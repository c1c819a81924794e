// SPDX-License-Identifier: MPL-2.0
use image_rs::{Rgba, RgbaImage};
use std::fs;
use std::path::Path;
use tempfile::tempdir;
use variant_lens::catalog::{Catalog, CatalogFilter, SortDirection, SortKey, SortSpec};
use variant_lens::config::{self, Config, SubjectConfig};
use variant_lens::i18n::I18n;
use variant_lens::turntable::{
    load_sequence, FrameTemplate, LoadError, Phase, PlaybackSettings, Subject, SubjectRoot,
    Turntable,
};

fn write_frame(dir: &Path, name: &str, shade: u8) {
    RgbaImage::from_pixel(8, 6, Rgba([shade, shade, shade, 255]))
        .save(dir.join(name))
        .expect("write frame");
}

fn local_subject(id: &str, dir: &Path) -> Subject {
    Subject {
        id: id.to_string(),
        label: id.to_string(),
        root: SubjectRoot::Local(dir.to_path_buf()),
    }
}

fn png_template() -> FrameTemplate {
    FrameTemplate {
        extension: "png".to_string(),
        ..FrameTemplate::default()
    }
}

#[test]
fn language_change_via_config() {
    let dir = tempdir().expect("Failed to create temporary directory");
    let path = dir.path().join("settings.toml");

    let mut initial = Config::default();
    initial.general.language = Some("en-US".to_string());
    config::save_to_path(&initial, &path).expect("Failed to write initial config file");
    let loaded = config::load_from_path(&path).expect("Failed to load initial config");
    let i18n_en = I18n::new(None, &loaded);
    assert_eq!(i18n_en.current_locale().to_string(), "en-US");
    assert_eq!(i18n_en.tr("turntable-play"), "Play");

    let mut french = Config::default();
    french.general.language = Some("fr".to_string());
    config::save_to_path(&french, &path).expect("Failed to write french config file");
    let loaded = config::load_from_path(&path).expect("Failed to load french config");
    let i18n_fr = I18n::new(None, &loaded);
    assert_eq!(i18n_fr.current_locale().to_string(), "fr");
    assert_eq!(i18n_fr.tr("turntable-play"), "Lecture");
}

#[test]
fn subjects_and_turntable_settings_survive_round_trip() {
    let dir = tempdir().expect("temp dir");
    let path = dir.path().join("settings.toml");

    let mut config = Config::default();
    config.turntable.frame_limit = Some(36);
    config.turntable.file_prefix = Some("spin_".to_string());
    config.turntable.autoplay = Some(false);
    config.subjects = vec![SubjectConfig {
        id: "lamp".to_string(),
        label: None,
        location: "https://cdn.example.com/lamp/".to_string(),
    }];
    config::save_to_path(&config, &path).expect("save");

    let loaded = config::load_from_path(&path).expect("load");
    assert_eq!(loaded, config);
    assert_eq!(loaded.turntable.frame_limit(), 36);
    assert_eq!(loaded.turntable.frame_template().file_name(3), "spin_03.jpg");
    assert!(!loaded.turntable.playback_settings().autoplay);

    let subjects = loaded.resolved_subjects(None);
    assert_eq!(subjects.len(), 1);
    assert_eq!(subjects[0].label, "Lamp");
    assert_eq!(
        subjects[0].root,
        SubjectRoot::Remote("https://cdn.example.com/lamp".to_string())
    );
}

#[test]
fn category_filter_with_descending_complexity() {
    let dataset = r##"
        [[variants]]
        name = "v1"
        category = "A"
        refraction_type = "color"
        refraction_rate = 10
        art_clarity = 10
        complexity = 200
        clean_vs_busy = 10
        base_color = { name = "Red", hex = "#FF0000" }
        pattern = { name = "Plain" }

        [[variants]]
        name = "v2"
        category = "A"
        refraction_type = "color"
        refraction_rate = 10
        art_clarity = 10
        complexity = 900
        clean_vs_busy = 10
        base_color = { name = "Red", hex = "#FF0000" }
        pattern = { name = "Plain" }

        [[variants]]
        name = "v3"
        category = "B"
        refraction_type = "monochrome"
        refraction_rate = 10
        art_clarity = 10
        complexity = 100
        clean_vs_busy = 10
        base_color = { name = "Blue", hex = "#0000FF" }
        pattern = { name = "Plain" }

        [[variants]]
        name = "v4"
        category = "A"
        refraction_type = "monochrome"
        refraction_rate = 10
        art_clarity = 10
        complexity = 900
        clean_vs_busy = 10
        base_color = { name = "Blue", hex = "#0000FF" }
        pattern = { name = "Plain" }

        [[variants]]
        name = "v5"
        category = "B"
        refraction_type = "color"
        refraction_rate = 10
        art_clarity = 10
        complexity = 300
        clean_vs_busy = 10
        base_color = { name = "Red", hex = "#FF0000" }
        pattern = { name = "Plain" }
    "##;

    let dir = tempdir().expect("temp dir");
    let path = dir.path().join("catalog.toml");
    fs::write(&path, dataset).expect("write dataset");
    let catalog = Catalog::load(Some(&path)).expect("valid dataset");

    let filter = CatalogFilter {
        category: Some("A".to_string()),
        sort: Some(SortSpec::new(SortKey::Complexity, SortDirection::Descending)),
        ..CatalogFilter::default()
    };
    let names: Vec<&str> = filter
        .apply(catalog.variants())
        .iter()
        .map(|v| v.name.as_str())
        .collect();
    assert_eq!(names, ["v2", "v4", "v1"]);

    let ascending = CatalogFilter {
        sort: Some(SortSpec::new(SortKey::Complexity, SortDirection::Ascending)),
        ..filter
    };
    let names: Vec<&str> = ascending
        .apply(catalog.variants())
        .iter()
        .map(|v| v.name.as_str())
        .collect();
    assert_eq!(names, ["v1", "v2", "v4"]);
}

#[test]
fn bundled_catalog_is_valid() {
    let catalog = Catalog::embedded().expect("bundled catalog");
    assert!(!catalog.is_empty());
    assert!(catalog.variants().iter().any(|v| v.is_specialty()));
    assert!(catalog.categories().iter().all(|c| !c.variants.is_empty()));
}

#[tokio::test]
async fn local_frames_load_in_index_order_with_gaps() {
    let dir = tempdir().expect("temp dir");
    write_frame(dir.path(), "img04.png", 40);
    write_frame(dir.path(), "img01.png", 10);
    write_frame(dir.path(), "img02.png", 20);
    write_frame(dir.path(), "img30.png", 255);

    let sequence = load_sequence(local_subject("mug", dir.path()), png_template(), 25)
        .await
        .expect("sequence");

    assert_eq!(sequence.indices(), vec![1, 2, 4]);
    assert_eq!(sequence.get(0).map(|f| f.dimensions()), Some((8, 6)));
}

#[tokio::test]
async fn loaded_sequence_bounces_through_turntable() {
    let dir = tempdir().expect("temp dir");
    for index in 1..=3 {
        write_frame(dir.path(), &format!("img{index:02}.png"), index * 10);
    }

    let mut turntable = Turntable::new(PlaybackSettings::default());
    let request = turntable.select_subject("mug");
    let result = load_sequence(local_subject("mug", dir.path()), png_template(), 25).await;
    assert!(turntable.finish_load(request.generation, result));
    assert_eq!(turntable.phase(), Phase::Playing);

    let mut cursors = Vec::new();
    for _ in 0..6 {
        turntable.tick();
        cursors.push(turntable.cursor());
    }
    assert_eq!(cursors, [1, 2, 2, 1, 0, 0]);
}

#[tokio::test]
async fn directory_without_frames_is_empty_not_error() {
    let dir = tempdir().expect("temp dir");
    fs::write(dir.path().join("readme.txt"), "no frames here").expect("write");

    let mut turntable = Turntable::new(PlaybackSettings::default());
    let request = turntable.select_subject("empty");
    let result = load_sequence(local_subject("empty", dir.path()), png_template(), 25).await;

    assert!(result.as_ref().is_ok_and(|s| s.is_empty()));
    turntable.finish_load(request.generation, result);
    assert_eq!(turntable.phase(), Phase::Empty);
    assert!(turntable.current_frame().is_none());
}

#[tokio::test]
async fn missing_directory_is_unavailable() {
    let dir = tempdir().expect("temp dir");
    let missing = dir.path().join("nope");

    let result = load_sequence(local_subject("ghost", &missing), png_template(), 25).await;
    assert!(matches!(
        result,
        Err(LoadError::SubjectUnavailable { ref subject, .. }) if subject == "ghost"
    ));
}

#[tokio::test]
async fn undecodable_frames_fail_the_load() {
    let dir = tempdir().expect("temp dir");
    fs::write(dir.path().join("img01.png"), b"definitely not a png").expect("write");
    fs::write(dir.path().join("img02.png"), b"still not a png").expect("write");

    let result = load_sequence(local_subject("broken", dir.path()), png_template(), 25).await;
    assert_eq!(
        result.err(),
        Some(LoadError::NoDecodableFrames {
            subject: "broken".to_string()
        })
    );
}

***

● EXERCISE REQUIREMENTS
Take the line above containing "to load initial", the line containing "assert!(!loaded.turntable.playback_settings().autoplay);", and all lines in between, and copy them exactly without anything else.

● SOLUTION TO THE EXERCISE
    let loaded = config::load_from_path(&path).expect("Failed to load initial config");
    let i18n_en = I18n::new(None, &loaded);
    assert_eq!(i18n_en.current_locale().to_string(), "en-US");
    assert_eq!(i18n_en.tr("turntable-play"), "Play");

    let mut french = Config::default();
    french.general.language = Some("fr".to_string());
    config::save_to_path(&french, &path).expect("Failed to write french config file");
    let loaded = config::load_from_path(&path).expect("Failed to load french config");
    let i18n_fr = I18n::new(None, &loaded);
    assert_eq!(i18n_fr.current_locale().to_string(), "fr");
    assert_eq!(i18n_fr.tr("turntable-play"), "Lecture");
}

#[test]
fn subjects_and_turntable_settings_survive_round_trip() {
    let dir = tempdir().expect("temp dir");
    let path = dir.path().join("settings.toml");

    let mut config = Config::default();
    config.turntable.frame_limit = Some(36);
    config.turntable.file_prefix = Some("spin_".to_string());
    config.turntable.autoplay = Some(false);
    config.subjects = vec![SubjectConfig {
        id: "lamp".to_string(),
        label: None,
        location: "https://cdn.example.com/lamp/".to_string(),
    }];
    config::save_to_path(&config, &path).expect("save");

    let loaded = config::load_from_path(&path).expect("load");
    assert_eq!(loaded, config);
    assert_eq!(loaded.turntable.frame_limit(), 36);
    assert_eq!(loaded.turntable.frame_template().file_name(3), "spin_03.jpg");
    assert!(!loaded.turntable.playback_settings().autoplay);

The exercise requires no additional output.